Report back every line from the entries below in which the word "Result" occurs.

> INFORMATION SHOWN:
***
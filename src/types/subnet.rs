//! Validated /24 subnet identity.

use ipnetwork::Ipv4Network;
use serde::ser::SerializeStruct;
use serde::{Serialize, Serializer};
use std::fmt;
use std::net::Ipv4Addr;

/// First host octet probed in a /24.
pub const FIRST_HOST: u8 = 1;
/// Last host octet probed in a /24.
pub const LAST_HOST: u8 = 254;

/// A /24 IPv4 network derived from the local host address.
///
/// Only the Subnet Validator constructs these for a run; the host octet of
/// `base` is always zero.
#[derive(Debug, Clone, Copy, PartialEq, Eq, Hash)]
pub struct SubnetIdentity {
    base: Ipv4Addr,
    local: Ipv4Addr,
}

impl SubnetIdentity {
    /// Prefix length of every subnet this crate works with.
    pub const PREFIX: u8 = 24;

    /// The /24 containing `local`.
    pub fn from_address(local: Ipv4Addr) -> Self {
        let [a, b, c, _] = local.octets();
        Self {
            base: Ipv4Addr::new(a, b, c, 0),
            local,
        }
    }

    /// Network base address (`a.b.c.0`).
    pub fn base(&self) -> Ipv4Addr {
        self.base
    }

    /// The local address this subnet was derived from.
    pub fn local(&self) -> Ipv4Addr {
        self.local
    }

    /// Host octet of the local address.
    pub fn local_octet(&self) -> u8 {
        self.local.octets()[3]
    }

    pub fn network(&self) -> Ipv4Network {
        Ipv4Network::new(self.base, Self::PREFIX).expect("/24 is always a valid prefix")
    }

    /// Address with the last octet replaced by `octet`.
    ///
    /// Returns `None` for the network (0) and broadcast (255) octets.
    pub fn host(&self, octet: u8) -> Option<Ipv4Addr> {
        if !(FIRST_HOST..=LAST_HOST).contains(&octet) {
            return None;
        }
        let [a, b, c, _] = self.base.octets();
        Some(Ipv4Addr::new(a, b, c, octet))
    }

    /// All probeable hosts as `(octet, address)` pairs, in ascending order.
    pub fn hosts(&self) -> impl Iterator<Item = (u8, Ipv4Addr)> + '_ {
        (FIRST_HOST..=LAST_HOST).filter_map(move |octet| self.host(octet).map(|ip| (octet, ip)))
    }
}

impl fmt::Display for SubnetIdentity {
    fn fmt(&self, f: &mut fmt::Formatter<'_>) -> fmt::Result {
        write!(f, "{}/{}", self.base, Self::PREFIX)
    }
}

impl Serialize for SubnetIdentity {
    fn serialize<S: Serializer>(&self, serializer: S) -> Result<S::Ok, S::Error> {
        let mut state = serializer.serialize_struct("SubnetIdentity", 3)?;
        state.serialize_field("network", &self.to_string())?;
        state.serialize_field("base", &self.base)?;
        state.serialize_field("local", &self.local)?;
        state.end()
    }
}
***
> FINISHED EXERCISE:
    fn fmt(&self, f: &mut fmt::Formatter<'_>) -> fmt::Result {
    fn serialize<S: Serializer>(&self, serializer: S) -> Result<S::Ok, S::Error> {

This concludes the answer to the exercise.